AVAILABLE DATA >>
=======
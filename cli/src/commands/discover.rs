use std::io::IsTerminal;
use std::net::Ipv4Addr;
use std::time::{Duration, Instant};

use colored::*;
use cozyscan_common::config::{Config, FragmentFormat};
use cozyscan_common::network::target::AddressRange;
use cozyscan_core::network::tcp::TcpProber;
use cozyscan_core::report::{self, Report};
use cozyscan_core::scanner::{DiscoveryEngine, ProbeEvent, ScanResult};
use tokio::sync::mpsc;
use tracing::{Instrument, info, info_span};

use crate::terminal::input::InputHandle;
use crate::terminal::{colors, print, spinner};

const INPUT_POLL: Duration = Duration::from_millis(100);

pub async fn discover(range: &AddressRange, cfg: &Config) -> anyhow::Result<()> {
    let candidates: Vec<Ipv4Addr> = range.candidates();
    if cfg.quiet == 0 {
        print::print_status(format!(
            "Scanning {} IP addresses for CozyLife devices on port {}",
            candidates.len().to_string().color(colors::ACCENT).bold(),
            cfg.port
        ));
    }

    let start_time: Instant = Instant::now();
    let result: ScanResult = run_scan(&candidates, cfg)
        .instrument(info_span!("discovery", target = %range))
        .await;

    discovery_ends(&result, start_time.elapsed(), cfg);
    Ok(())
}

/// Drives the engine while feeding the spinner and watching for a stop request.
async fn run_scan(candidates: &[Ipv4Addr], cfg: &Config) -> ScanResult {
    let engine = DiscoveryEngine::new(TcpProber::from(cfg), cfg.workers);
    let stop = engine.stop_handle();
    let (tx, mut rx) = mpsc::unbounded_channel::<ProbeEvent>();

    let mut input: Option<InputHandle> = None;
    if !cfg.disable_input && std::io::stdin().is_terminal() && cfg.quiet == 0 {
        let mut handle = InputHandle::new();
        handle.start();
        input = Some(handle);
    }
    spinner::start_scan(candidates.len(), input.is_some(), cfg.quiet);

    let mut scanned: usize = 0;
    let mut found: usize = 0;
    let mut track = |event: ProbeEvent| {
        scanned += 1;
        if event.found {
            found += 1;
        }
        spinner::report_discovery_progress(scanned, found);
    };

    let scan = engine.scan(candidates, Some(tx));
    tokio::pin!(scan);
    let ctrl_c = tokio::signal::ctrl_c();
    tokio::pin!(ctrl_c);
    let mut input_tick = tokio::time::interval(INPUT_POLL);

    let result = loop {
        tokio::select! {
            result = &mut scan => break result,
            Some(event) = rx.recv() => track(event),
            _ = &mut ctrl_c, if !stop.is_stopped() => {
                info!("interrupt received, stopping");
                stop.stop();
            }
            _ = input_tick.tick(), if input.is_some() && !stop.is_stopped() => {
                if input.as_ref().is_some_and(InputHandle::should_interrupt) {
                    info!("stop requested from keyboard");
                    stop.stop();
                }
            }
        }
    };

    drop(input);
    while let Ok(event) = rx.try_recv() {
        track(event);
    }
    spinner::finish();
    result
}

fn discovery_ends(result: &ScanResult, total_time: Duration, cfg: &Config) {
    let report: Report = report::format(result, cfg.fragment_format);

    if cfg.quiet < 2 {
        print::header("scan results", cfg.quiet);
        for line in report.summary_text.lines() {
            print::summary_line(line);
        }
        if result.devices.is_empty() {
            print::no_results();
        }
    }

    print::header("configuration", cfg.quiet);
    if cfg.quiet < 2 && cfg.fragment_format == FragmentFormat::Yaml {
        print::print(&format!(
            "{}",
            "# Copy-paste this into your configuration.yaml:".dimmed()
        ));
    }
    for line in report.config_fragment.lines() {
        print::print(line);
    }

    print_summary(result.devices.len(), total_time, cfg);
}

fn print_summary(devices: usize, total_time: Duration, cfg: &Config) {
    if cfg.quiet > 0 {
        return;
    }
    let found: ColoredString = format!("{devices} devices").bold().green();
    let total_time: ColoredString = format!("{:.2}s", total_time.as_secs_f64()).bold().yellow();
    let output: String = format!("Discovery Complete: {found} identified in {total_time}");

    print::fat_separator(cfg.quiet);
    print::centerln(&output);
}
=======
PROBLEM DESCRIPTION >> Where does the word "mpsc" appear in the listing above? Copy every line that holds it.

EXERCISE RESPONSE >>
use tokio::sync::mpsc;
    let (tx, mut rx) = mpsc::unbounded_channel::<ProbeEvent>();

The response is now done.